Of course, there are exceptions. Costa Rica elected a half-dozen members to its national legislature with just under 10% of the vote. The party ACT New Zealand also elected a small minority of MPs in that country. And of course, the US Libertarian Party still has more elected officials than all other third parties combined. But none of these parties are serious contenders for world or even national political power, and in the near future none will be the heads of state or government for their countries.

There are plenty of classical liberals in the world, or so it would seem. This is essentially a more moderate form of libertarian (or more accurately: libertarian is the extreme or strenghtened form of classical liberalism) and since it's closer to the center in every country it stands to reason there'd be more of them.

But even classical liberals are hard to find in the world. In England, they're more positivist than classical, but the classicals are a sizable wing of the party, but the Liberal Democrats are clearly the third party. In Germany the Free Democrats are very Jeffersonian classical liberals, and they more or less never break 10% of the vote. In Japan, the Liberal Democratic Party is largely a coalition of centrists and conservatives with some classical liberal elements, but the more stridently classical liberal party is the Liberals, which has more or less been voted down to a dozen legislators out of 727 (in both chambers combined).

Why is it like this? Why are classical liberals and libertarians relatively rare everywhere? Simple, because there are few groups advertising reduction of government on all levels.

Unions have their own bent, often supporting socialist, social democratic and labor parties. Farmers often historicall supported parties named liberal, but this was always for more populist or social reasons than support for reduction of government. Agrarians tend to be socially moderate to conservative and economically moderate to left, supporting subsidies and controls for farmers. Aristocrats usually pick old-style conservatives, who are not classical liberals or libertarians, and in America the very rich often side with the center-left. Fascists and Communists typically draw support from the middle class and lower middle class, usually in crisis situations or following wars. Who supports classical liberalism?

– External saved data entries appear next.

//! Reconciliation, accuracy aggregation and store checks

pub mod aggregate;
pub mod reconcile;
pub mod verify;

pub use aggregate::{aggregate, ModelResultSet, ModelSummary};
pub use reconcile::{reconcile, JoinMismatchError, Reconciliation, ReconciledRecord, SingleYesPolicy};
pub use verify::{verify_store, VerificationReport};
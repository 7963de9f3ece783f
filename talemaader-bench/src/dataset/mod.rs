//! Idiom items, definitions and the gold label invariant

pub mod loader;

pub use loader::{load_dataset, load_dataset_from_str, LoadError};

use std::collections::HashMap;
use std::fmt;
use std::str::FromStr;

use serde::{Deserialize, Serialize};

/// Stable, order-preserving identifier of an idiom item
pub type ItemId = u32;

/// Position of a definition among the four candidates
#[derive(Debug, Clone, Copy, PartialEq, Eq, Hash, PartialOrd, Ord, Serialize, Deserialize)]
pub enum Letter {
    A,
    B,
    C,
    D,
}

impl Letter {
    pub const ALL: [Letter; 4] = [Letter::A, Letter::B, Letter::C, Letter::D];

    /// Zero-based position (A = 0)
    pub fn index(self) -> usize {
        match self {
            Letter::A => 0,
            Letter::B => 1,
            Letter::C => 2,
            Letter::D => 3,
        }
    }

    pub fn from_index(index: usize) -> Option<Letter> {
        Letter::ALL.get(index).copied()
    }

    pub fn as_str(self) -> &'static str {
        match self {
            Letter::A => "A",
            Letter::B => "B",
            Letter::C => "C",
            Letter::D => "D",
        }
    }
}

impl fmt::Display for Letter {
    fn fmt(&self, f: &mut fmt::Formatter<'_>) -> fmt::Result {
        f.write_str(self.as_str())
    }
}

impl FromStr for Letter {
    type Err = String;

    fn from_str(s: &str) -> Result<Self, Self::Err> {
        match s.trim().to_uppercase().as_str() {
            "A" => Ok(Letter::A),
            "B" => Ok(Letter::B),
            "C" => Ok(Letter::C),
            "D" => Ok(Letter::D),
            other => Err(format!("Not a definition letter: {}", other)),
        }
    }
}

/// Kind of a candidate definition.
///
/// The dataset marks each distractor with the way it misreads the idiom;
/// the discrepancy report uses this to classify wrong answers.
#[derive(Debug, Clone, Copy, PartialEq, Eq, Hash, PartialOrd, Ord, Serialize, Deserialize)]
#[serde(rename_all = "snake_case")]
pub enum DefinitionKind {
    True,
    /// Literal reading of the idiom's words
    Concrete,
    /// Figurative but wrong reading
    Abstract,
    /// Definition of an unrelated idiom
    Random,
    Unclassified,
}

impl DefinitionKind {
    pub fn as_str(&self) -> &'static str {
        match self {
            DefinitionKind::True => "true definition",
            DefinitionKind::Concrete => "concrete misinterpretation",
            DefinitionKind::Abstract => "abstract misinterpretation",
            DefinitionKind::Random => "random definition",
            DefinitionKind::Unclassified => "unknown",
        }
    }
}

impl fmt::Display for DefinitionKind {
    fn fmt(&self, f: &mut fmt::Formatter<'_>) -> fmt::Result {
        f.write_str(self.as_str())
    }
}

/// One candidate definition
#[derive(Debug, Clone, PartialEq, Eq, Serialize, Deserialize)]
pub struct Definition {
    pub text: String,
    pub is_true: bool,
    pub kind: DefinitionKind,
}

impl Definition {
    pub fn correct(text: impl Into<String>) -> Self {
        Self {
            text: text.into(),
            is_true: true,
            kind: DefinitionKind::True,
        }
    }

    pub fn distractor(text: impl Into<String>, kind: DefinitionKind) -> Self {
        Self {
            text: text.into(),
            is_true: false,
            kind,
        }
    }
}

/// A malformed dataset row. Fatal for that item only.
#[derive(Debug, Clone, PartialEq, Eq, thiserror::Error)]
pub enum DataIntegrityError {
    #[error("item {item_id}: expected 4 definitions, found {found}")]
    WrongDefinitionCount { item_id: ItemId, found: usize },

    #[error("item {item_id}: definition {letter} is empty")]
    MissingDefinition { item_id: ItemId, letter: Letter },

    #[error("item {item_id}: no definition is flagged as true")]
    NoTrueDefinition { item_id: ItemId },

    #[error("item {item_id}: {count} definitions are flagged as true")]
    MultipleTrueDefinitions { item_id: ItemId, count: usize },

    #[error("item {item_id}: idiom text is empty")]
    MissingIdiom { item_id: ItemId },

    #[error("no gold label found for idiom '{idiom}'")]
    MissingLabel { idiom: String },

    #[error("item {item_id}: invalid gold label '{value}'")]
    InvalidLabel { item_id: ItemId, value: String },

    #[error("item {item_id}: duplicate item id")]
    DuplicateId { item_id: ItemId },

    #[error("row {row}: unreadable record: {message}")]
    Unreadable { row: usize, message: String },
}

/// An idiom with its four candidate definitions, exactly one of them true
#[derive(Debug, Clone, PartialEq, Eq, Serialize, Deserialize)]
pub struct IdiomItem {
    id: ItemId,
    idiom: String,
    definitions: [Definition; 4],
    gold: Letter,
}

impl IdiomItem {
    /// Build an item, checking the one-true-definition invariant
    pub fn new(
        id: ItemId,
        idiom: impl Into<String>,
        definitions: Vec<Definition>,
    ) -> Result<Self, DataIntegrityError> {
        let idiom = idiom.into();
        if idiom.trim().is_empty() {
            return Err(DataIntegrityError::MissingIdiom { item_id: id });
        }

        let found = definitions.len();
        let definitions: [Definition; 4] = definitions
            .try_into()
            .map_err(|_| DataIntegrityError::WrongDefinitionCount { item_id: id, found })?;

        if let Some(letter) = Letter::ALL
            .into_iter()
            .find(|l| definitions[l.index()].text.trim().is_empty())
        {
            return Err(DataIntegrityError::MissingDefinition { item_id: id, letter });
        }

        let true_positions: Vec<Letter> = Letter::ALL
            .into_iter()
            .filter(|l| definitions[l.index()].is_true)
            .collect();

        let gold = match true_positions.as_slice() {
            [single] => *single,
            [] => return Err(DataIntegrityError::NoTrueDefinition { item_id: id }),
            many => {
                return Err(DataIntegrityError::MultipleTrueDefinitions {
                    item_id: id,
                    count: many.len(),
                })
            }
        };

        Ok(Self {
            id,
            idiom,
            definitions,
            gold,
        })
    }

    /// Build an item from four option texts and the position of the true one
    pub fn from_options(
        id: ItemId,
        idiom: impl Into<String>,
        options: [&str; 4],
        correct: Letter,
    ) -> Result<Self, DataIntegrityError> {
        let definitions = Letter::ALL
            .into_iter()
            .map(|l| {
                if l == correct {
                    Definition::correct(options[l.index()])
                } else {
                    Definition::distractor(options[l.index()], DefinitionKind::Unclassified)
                }
            })
            .collect();
        Self::new(id, idiom, definitions)
    }

    pub fn id(&self) -> ItemId {
        self.id
    }

    pub fn idiom(&self) -> &str {
        &self.idiom
    }

    pub fn definitions(&self) -> &[Definition; 4] {
        &self.definitions
    }

    pub fn definition(&self, letter: Letter) -> &Definition {
        &self.definitions[letter.index()]
    }

    /// Letter of the definition flagged as true
    pub fn gold_label(&self) -> Letter {
        self.gold
    }
}

/// A dataset row that failed validation and was skipped
#[derive(Debug, Clone)]
pub struct RejectedRow {
    /// 1-based data row (header excluded)
    pub row: usize,
    pub error: DataIntegrityError,
}

/// Validated idiom items in dataset order, plus the rows that were skipped
#[derive(Debug, Clone, Default)]
pub struct Dataset {
    items: Vec<IdiomItem>,
    index: HashMap<ItemId, usize>,
    rejected: Vec<RejectedRow>,
}

impl Dataset {
    /// Build a dataset. Items repeating an earlier id are moved to `rejected`.
    pub fn new(items: Vec<IdiomItem>, mut rejected: Vec<RejectedRow>) -> Self {
        let mut kept = Vec::with_capacity(items.len());
        let mut index = HashMap::with_capacity(items.len());

        for (position, item) in items.into_iter().enumerate() {
            if index.contains_key(&item.id) {
                rejected.push(RejectedRow {
                    row: position + 1,
                    error: DataIntegrityError::DuplicateId { item_id: item.id },
                });
                continue;
            }
            index.insert(item.id, kept.len());
            kept.push(item);
        }

        Self {
            items: kept,
            index,
            rejected,
        }
    }

    pub fn from_items(items: Vec<IdiomItem>) -> Self {
        Self::new(items, Vec::new())
    }

    pub fn items(&self) -> &[IdiomItem] {
        &self.items
    }

    pub fn rejected(&self) -> &[RejectedRow] {
        &self.rejected
    }

    pub fn get(&self, id: ItemId) -> Option<&IdiomItem> {
        self.index.get(&id).map(|&i| &self.items[i])
    }

    pub fn contains(&self, id: ItemId) -> bool {
        self.index.contains_key(&id)
    }

    pub fn len(&self) -> usize {
        self.items.len()
    }

    pub fn is_empty(&self) -> bool {
        self.items.is_empty()
    }
}

#[cfg(test)]
mod tests {
    use super::*;

    fn defs(true_at: &[usize]) -> Vec<Definition> {
        (0..4)
            .map(|i| Definition {
                text: format!("definition {}", i),
                is_true: true_at.contains(&i),
                kind: DefinitionKind::Unclassified,
            })
            .collect()
    }

    #[test]
    fn test_gold_label_follows_true_position() {
        for position in 0..4 {
            let item = IdiomItem::new(1, "at gå som katten om den varme grød", defs(&[position])).unwrap();
            assert_eq!(item.gold_label(), Letter::from_index(position).unwrap());
            assert!(item.definition(item.gold_label()).is_true);
        }
    }

    #[test]
    fn test_rejects_zero_or_many_true_flags() {
        assert_eq!(
            IdiomItem::new(7, "idiom", defs(&[])).unwrap_err(),
            DataIntegrityError::NoTrueDefinition { item_id: 7 }
        );
        assert_eq!(
            IdiomItem::new(7, "idiom", defs(&[0, 2])).unwrap_err(),
            DataIntegrityError::MultipleTrueDefinitions { item_id: 7, count: 2 }
        );
    }

    #[test]
    fn test_rejects_missing_definition() {
        let mut definitions = defs(&[0]);
        definitions[2].text = "  ".to_string();
        assert_eq!(
            IdiomItem::new(3, "idiom", definitions).unwrap_err(),
            DataIntegrityError::MissingDefinition { item_id: 3, letter: Letter::C }
        );

        let short = defs(&[0]).into_iter().take(3).collect();
        assert!(matches!(
            IdiomItem::new(3, "idiom", short),
            Err(DataIntegrityError::WrongDefinitionCount { found: 3, .. })
        ));
    }

    #[test]
    fn test_dataset_rejects_duplicate_ids() {
        let a = IdiomItem::from_options(1, "x", ["a", "b", "c", "d"], Letter::A).unwrap();
        let b = IdiomItem::from_options(1, "y", ["a", "b", "c", "d"], Letter::B).unwrap();
        let c = IdiomItem::from_options(2, "z", ["a", "b", "c", "d"], Letter::C).unwrap();

        let dataset = Dataset::from_items(vec![a, b, c]);
        assert_eq!(dataset.len(), 2);
        assert_eq!(dataset.get(1).unwrap().idiom(), "x");
        assert_eq!(dataset.rejected().len(), 1);
        assert_eq!(dataset.rejected()[0].row, 2);
    }

    #[test]
    fn test_letter_parsing() {
        assert_eq!("b".parse::<Letter>().unwrap(), Letter::B);
        assert_eq!(" D ".parse::<Letter>().unwrap(), Letter::D);
        assert!("E".parse::<Letter>().is_err());
        assert_eq!(Letter::from_index(4), None);
    }
}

Usually a special part of the middle class that does not feel so insecure as to push it into supporting state economic intervention nor so in control that it wants to push state social control. This segment of the middle class wants to be alone to rise and fall, succeed and fail, to own businesses and property, to thrive and live as it wishes. These are the people who push liberalism, whether it's Locke (who was a Puritan, stereotypically English middle class), the generation of 1776 (which was overwhelmingly middle class, especially in New England) or any of the countless other examples in history.

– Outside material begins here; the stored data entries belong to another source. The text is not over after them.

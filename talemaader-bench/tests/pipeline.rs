//! End-to-end: dataset files, scripted model, store, reconciliation, summary

use std::sync::Arc;

use talemaader_bench::prelude::*;
use talemaader_bench::providers::{Reply, ScriptedAdapter};
use talemaader_bench::reporting::{discrepancy_rows, write_gold_joined, write_summary};

const OPTIONS: &str = "talemaade_udtryk\tA\tB\tC\tD\n\
hænge med hovedet\tvære trist\tsove dårligt\thave ondt i nakken\tkigge ned\n\
gå over gevind\tbryde en regel\tskrue for hårdt\tgøre noget for voldsomt\tvære doven\n";

const LABELS: &str = "udtryk_id\ttalemaade_udtryk\tkorrekt_def\tfalsk1\tfalsk2\tfalsk3\n\
101\thænge med hovedet\t0\t3\t1\t2\n\
102\tgå over gevind\t2\t1\t0\t3\n";

fn write_dataset(dir: &std::path::Path) -> Dataset {
    let options = dir.join("options.csv");
    let labels = dir.join("labels.csv");
    std::fs::write(&options, OPTIONS).unwrap();
    std::fs::write(&labels, LABELS).unwrap();
    load_dataset(&options, Some(labels.as_path())).unwrap()
}

fn runner(batch_size: usize) -> BatchRunner {
    BatchRunner::new(RunnerConfig {
        batch_size,
        retry_delay_ms: 1,
        max_retry_delay_ms: 5,
        ..RunnerConfig::default()
    })
}

#[tokio::test]
async fn test_two_items_half_correct() {
    let dir = tempfile::tempdir().unwrap();
    let dataset = write_dataset(dir.path());
    assert_eq!(dataset.len(), 2);

    let adapter = Arc::new(
        ScriptedAdapter::new()
            .on("hænge med hovedet", Reply::text("A"))
            .on("gå over gevind", Reply::text("D")),
    );

    let store_path = dir.path().join("multiple_choice").join("predicted_labels_scripted.csv");
    let outcome = runner(5)
        .run(
            &dataset,
            adapter,
            Mode::MultipleChoice,
            PredictionLog::load(&store_path).unwrap(),
            Some(PredictionStore::open(&store_path).unwrap()),
        )
        .await
        .unwrap();
    assert_eq!(outcome.remaining, 0);

    // score from disk, as a separate evaluation would
    let predictions = PredictionLog::load(&store_path).unwrap();
    let reconciled = reconcile(&predictions, &dataset, SingleYesPolicy::Determined);
    assert!(reconciled.unmatched.is_empty());

    let by_id = |id| reconciled.records.iter().find(|r| r.item_id == id).unwrap();
    assert_eq!(by_id(101).gold_label, Letter::A);
    assert!(by_id(101).is_correct);
    assert_eq!(by_id(102).gold_label, Letter::C);
    assert!(!by_id(102).is_correct);
    assert!(by_id(102).is_discrepancy);

    let rows = discrepancy_rows(&reconciled.records, &dataset);
    assert_eq!(rows.len(), 1);
    assert_eq!(rows[0].predicted_definition, "være doven");
    assert_eq!(rows[0].misinterpretation, "random definition");

    let mut results = ModelResultSet::new();
    results.insert("scripted".to_string(), reconciled.records.clone());
    let summaries = aggregate(&results);
    assert_eq!(summaries[0].accuracy, 0.5);
    assert_eq!(summaries[0].attempted_count, 2);
    assert_eq!(summaries[0].undetermined_count, 0);

    write_gold_joined(dir.path().join("joined.csv"), &reconciled.records).unwrap();
    write_summary(dir.path().join("summary.csv"), &summaries).unwrap();
    let summary = std::fs::read_to_string(dir.path().join("summary.csv")).unwrap();
    assert!(summary.contains("scripted,0.5,2,0,1,1"));
}

#[tokio::test]
async fn test_resumed_run_never_requeries_determined_items() {
    let dir = tempfile::tempdir().unwrap();
    let dataset = write_dataset(dir.path());
    let store_path = dir.path().join("predicted_labels_scripted.csv");

    // first session: one item, the other left for later
    let first = Arc::new(ScriptedAdapter::with_response("Svaret er B."));
    runner(1)
        .run(
            &dataset,
            first.clone(),
            Mode::MultipleChoice,
            PredictionLog::load(&store_path).unwrap(),
            Some(PredictionStore::open(&store_path).unwrap()),
        )
        .await
        .unwrap();
    assert_eq!(first.call_count(), 1);

    // second session from the reloaded store, batch larger than what remains
    let second = Arc::new(ScriptedAdapter::with_response("C"));
    let outcome = runner(10)
        .run(
            &dataset,
            second.clone(),
            Mode::MultipleChoice,
            PredictionLog::load(&store_path).unwrap(),
            Some(PredictionStore::open(&store_path).unwrap()),
        )
        .await
        .unwrap();

    assert_eq!(second.call_count(), 1);
    assert!(second.prompts()[0].contains("gå over gevind"));
    assert_eq!(outcome.remaining, 0);

    // third session has nothing left to do
    let third = Arc::new(ScriptedAdapter::with_response("A"));
    let outcome = runner(10)
        .run(
            &dataset,
            third.clone(),
            Mode::MultipleChoice,
            PredictionLog::load(&store_path).unwrap(),
            Some(PredictionStore::open(&store_path).unwrap()),
        )
        .await
        .unwrap();
    assert_eq!(third.call_count(), 0);
    assert!(outcome.attempted.is_empty());

    let reloaded = PredictionLog::load(&store_path).unwrap();
    assert_eq!(reloaded.len(), 2);
}

#[tokio::test]
async fn test_undetermined_items_are_retried_on_resume() {
    let dir = tempfile::tempdir().unwrap();
    let dataset = write_dataset(dir.path());
    let store_path = dir.path().join("predicted_labels_scripted.csv");

    let flaky = Arc::new(ScriptedAdapter::with_response("Jeg tror det er A eller B"));
    let outcome = runner(5)
        .run(
            &dataset,
            flaky,
            Mode::MultipleChoice,
            PredictionLog::default(),
            Some(PredictionStore::open(&store_path).unwrap()),
        )
        .await
        .unwrap();
    assert_eq!(outcome.undetermined, 2);
    assert_eq!(outcome.remaining, 2);

    let settled = Arc::new(ScriptedAdapter::with_response("A"));
    runner(5)
        .run(
            &dataset,
            settled.clone(),
            Mode::MultipleChoice,
            PredictionLog::load(&store_path).unwrap(),
            Some(PredictionStore::open(&store_path).unwrap()),
        )
        .await
        .unwrap();
    assert_eq!(settled.call_count(), 2);

    // four rows on disk, the newer ones win
    let predictions = PredictionLog::load(&store_path).unwrap();
    assert_eq!(predictions.len(), 4);
    let reconciled = reconcile(&predictions, &dataset, SingleYesPolicy::Determined);
    let summary = ModelSummary::from_records("scripted", &reconciled.records);
    assert_eq!(summary.undetermined_count, 0);
    assert_eq!(summary.correct_count, 1);
}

The middle class is traditionally the closest thing to a demographic base for libertarianism and classical liberal thought. And historically this has been very difficult to maintain.

In order to reach beyond the middle class (or for other demographics to reach INTO the middle clss) the typical strategy is to appeal to the middle class with liberal policies (balanced budgets, targeted tax cuts, free trade, fight inflation, economic liberalism, free markets, etc.) and we've seen that lately. The left is breaking into Third Way center-left politics as the radicals grow up to have mortgages and real jobs. They realize that central economies fail or stagnate and that free markets thrive, but they maintain the old values. So they poach on classical liberal territory.

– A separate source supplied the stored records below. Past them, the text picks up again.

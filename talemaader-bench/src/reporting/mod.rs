//! Results reporting

pub mod csv_writer;

pub use csv_writer::{
    discrepancy_rows, write_discrepancies, write_gold_joined, write_summary, DiscrepancyRow,
};

use serde::{Deserialize, Serialize};
use std::path::{Path, PathBuf};

use crate::analysis::{ModelSummary, VerificationReport};
use crate::normalize::Mode;

/// Report output errors
#[derive(Debug, thiserror::Error)]
pub enum ReportError {
    #[error("I/O error at {path}: {source}")]
    Io {
        path: PathBuf,
        #[source]
        source: std::io::Error,
    },

    #[error("CSV error: {0}")]
    Csv(#[from] csv::Error),

    #[error("JSON error: {0}")]
    Json(#[from] serde_json::Error),
}

/// JSON summary export
#[derive(Debug, Clone, Serialize, Deserialize)]
pub struct JsonSummary {
    pub run_id: String,
    pub timestamp: String,
    pub mode: Mode,
    pub dataset_items: usize,
    /// Ranked, best first
    pub models: Vec<ModelSummary>,
}

impl JsonSummary {
    pub fn new(run_id: impl Into<String>, mode: Mode, dataset_items: usize, models: Vec<ModelSummary>) -> Self {
        Self {
            run_id: run_id.into(),
            timestamp: chrono::Utc::now().to_rfc3339(),
            mode,
            dataset_items,
            models,
        }
    }

    /// Write to JSON file
    pub fn write_to_file(&self, path: impl AsRef<Path>) -> Result<(), ReportError> {
        let json = serde_json::to_string_pretty(self)?;
        std::fs::write(path.as_ref(), json).map_err(|source| ReportError::Io {
            path: path.as_ref().to_path_buf(),
            source,
        })
    }
}

/// Generate a console report
pub fn print_console_report(mode: Mode, summaries: &[ModelSummary]) {
    println!("\n=== Talemåder Benchmark Results ({}) ===\n", mode);

    println!("Model Rankings:");
    println!("{:-<50}", "");

    for (i, summary) in summaries.iter().enumerate() {
        println!(
            "  {}. {} - Accuracy: {:.1}% ({}/{}), Undetermined: {}, Discrepancies: {}",
            i + 1,
            summary.model_name,
            summary.accuracy * 100.0,
            summary.correct_count,
            summary.attempted_count,
            summary.undetermined_count,
            summary.discrepancy_count
        );
    }

    println!("\nPredicted Letter Distribution:");
    println!("{:-<50}", "");
    for summary in summaries {
        let counts: Vec<String> = summary
            .letter_distribution
            .iter()
            .map(|(letter, count)| format!("{}={}", letter, count))
            .collect();
        print!("  {}: {}", summary.model_name, counts.join(" "));
        match summary.position_bias() {
            Some((letter, share)) if share > 0.4 => {
                println!("  (favors {} at {:.0}%)", letter, share * 100.0)
            }
            _ => println!(),
        }
    }

    if summaries.iter().any(|s| !s.misinterpretations.is_empty()) {
        println!("\nMisinterpretations:");
        println!("{:-<50}", "");
        for summary in summaries.iter().filter(|s| !s.misinterpretations.is_empty()) {
            println!("  {}:", summary.model_name);
            for (kind, count) in &summary.misinterpretations {
                println!("    {}: {}", kind, count);
            }
        }
    }

    println!("\n{:=<50}", "");
}

/// Print the findings of a store check
pub fn print_verification_report(report: &VerificationReport, mode: Mode) {
    println!("\n=== Prediction Store: {} ({}) ===\n", report.model_name, mode);
    println!("  Records:      {}", report.total_records);
    println!("  Malformed:    {}", report.malformed_rows);
    println!("  Missing:      {}", report.missing.len());
    println!("  Undetermined: {}", report.undetermined.len());
    println!("  Duplicates:   {}", report.duplicates.len());
    println!("  Unmatched:    {}", report.unmatched.len());

    if !report.unmatched.is_empty() {
        println!("\n  Ids absent from the dataset: {:?}", report.unmatched);
    }
    if !report.undetermined.is_empty() {
        println!("  Undetermined items: {:?}", report.undetermined);
    }

    let status = if report.is_complete() { "COMPLETE" } else { "INCOMPLETE" };
    println!("\n  Status: {}", status);
    println!("{:=<50}", "");
}

#[cfg(test)]
mod tests {
    use super::*;

    #[test]
    fn test_json_summary_file() {
        let dir = tempfile::tempdir().unwrap();
        let path = dir.path().join("summary.json");
        let summary = JsonSummary::new(
            "run-1",
            Mode::YesNo,
            1000,
            vec![ModelSummary::from_records("gpt-4o", &[])],
        );
        summary.write_to_file(&path).unwrap();

        let json: serde_json::Value =
            serde_json::from_str(&std::fs::read_to_string(&path).unwrap()).unwrap();
        assert_eq!(json["mode"], "yes_no");
        assert_eq!(json["models"][0]["model_name"], "gpt-4o");
        assert_eq!(json["models"][0]["letter_distribution"]["A"], 0);
    }
}
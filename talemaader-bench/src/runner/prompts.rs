//! Prompt templates

use crate::dataset::{IdiomItem, Letter};

/// Single multiple-choice prompt listing the four definitions as A-D
pub fn choice_prompt(item: &IdiomItem) -> String {
    let mut prompt = String::from(
        "Choose the correct definition for the given metaphorical expression by responding \
         with only a single letter representing your choice (A, B, C, or D).\n",
    );
    prompt.push_str(&format!("Sentence: {}\n", item.idiom()));
    for letter in Letter::ALL {
        prompt.push_str(&format!("Option {}: {}\n", letter, item.definition(letter).text));
    }
    prompt.push_str("Your response should be exactly one letter: A, B, C, or D.");
    prompt
}

/// One yes/no question about one candidate definition
pub fn verdict_prompt(idiom: &str, definition: &str) -> String {
    format!("Does the expression {} mean: {}? (yes/no)", idiom, definition)
}

#[cfg(test)]
mod tests {
    use super::*;

    #[test]
    fn test_choice_prompt_lists_options_in_order() {
        let item = IdiomItem::from_options(
            1,
            "have en høne at plukke med nogen",
            ["være vred på nogen", "spise kylling", "arbejde på en gård", "være sulten"],
            Letter::A,
        )
        .unwrap();
        let prompt = choice_prompt(&item);

        assert!(prompt.contains("Sentence: have en høne at plukke med nogen\n"));
        let a = prompt.find("Option A: være vred på nogen").unwrap();
        let d = prompt.find("Option D: være sulten").unwrap();
        assert!(a < d);
        assert!(prompt.ends_with("exactly one letter: A, B, C, or D."));
    }

    #[test]
    fn test_verdict_prompt() {
        assert_eq!(
            verdict_prompt("slå til", "acceptere et tilbud"),
            "Does the expression slå til mean: acceptere et tilbud? (yes/no)"
        );
    }
}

The conservatives also do this, to a lesser degree, by playing to the security concerns of the middle class with regard to crime, immigration, foreign policy and perhaps even to general 'social order.' So that's why crime is a big issue in so many countries, and why the GOP makes such a huge case of foreign policy (and in almost every foreign policy matchup the Republicans smash Democrats). This is also why we see the FMA, an attempt to pursue social order (the status quo) without being blatantly bigoted or radical. The conservatives poach on classical liberal territory all the time, and since most conservatives can easily portray their economic views as liberal (they usually aren't, not truly) they can really break into the middle class as well.

So even though the middle class is growing around the world, we're not seeing a rise in classical liberal parties, only a move toward classical liberalism from the anti-liberty parties.

Add in historical problems, the tradition of monarchy and aristocracy in most countries, traditional ethnic or social or religious sympathies and it can more than explain why most countries have very limited classical liberal parties and why libertarians are a footnote outside a handful of legislatures.

The one good thing is that the left and right have to play to our ideas because as markets and freedoms expand, so does the middle class (by and large, it's not a perfect relation because there are so many other factors) and as the middle class expands, so does the popular support for its ideas. The only thing now is for classical liberals to realize the uniqueness of their ideas and to form and strengthen the liberal parties instead of working for the left-liberalism and right-liberalism they are today.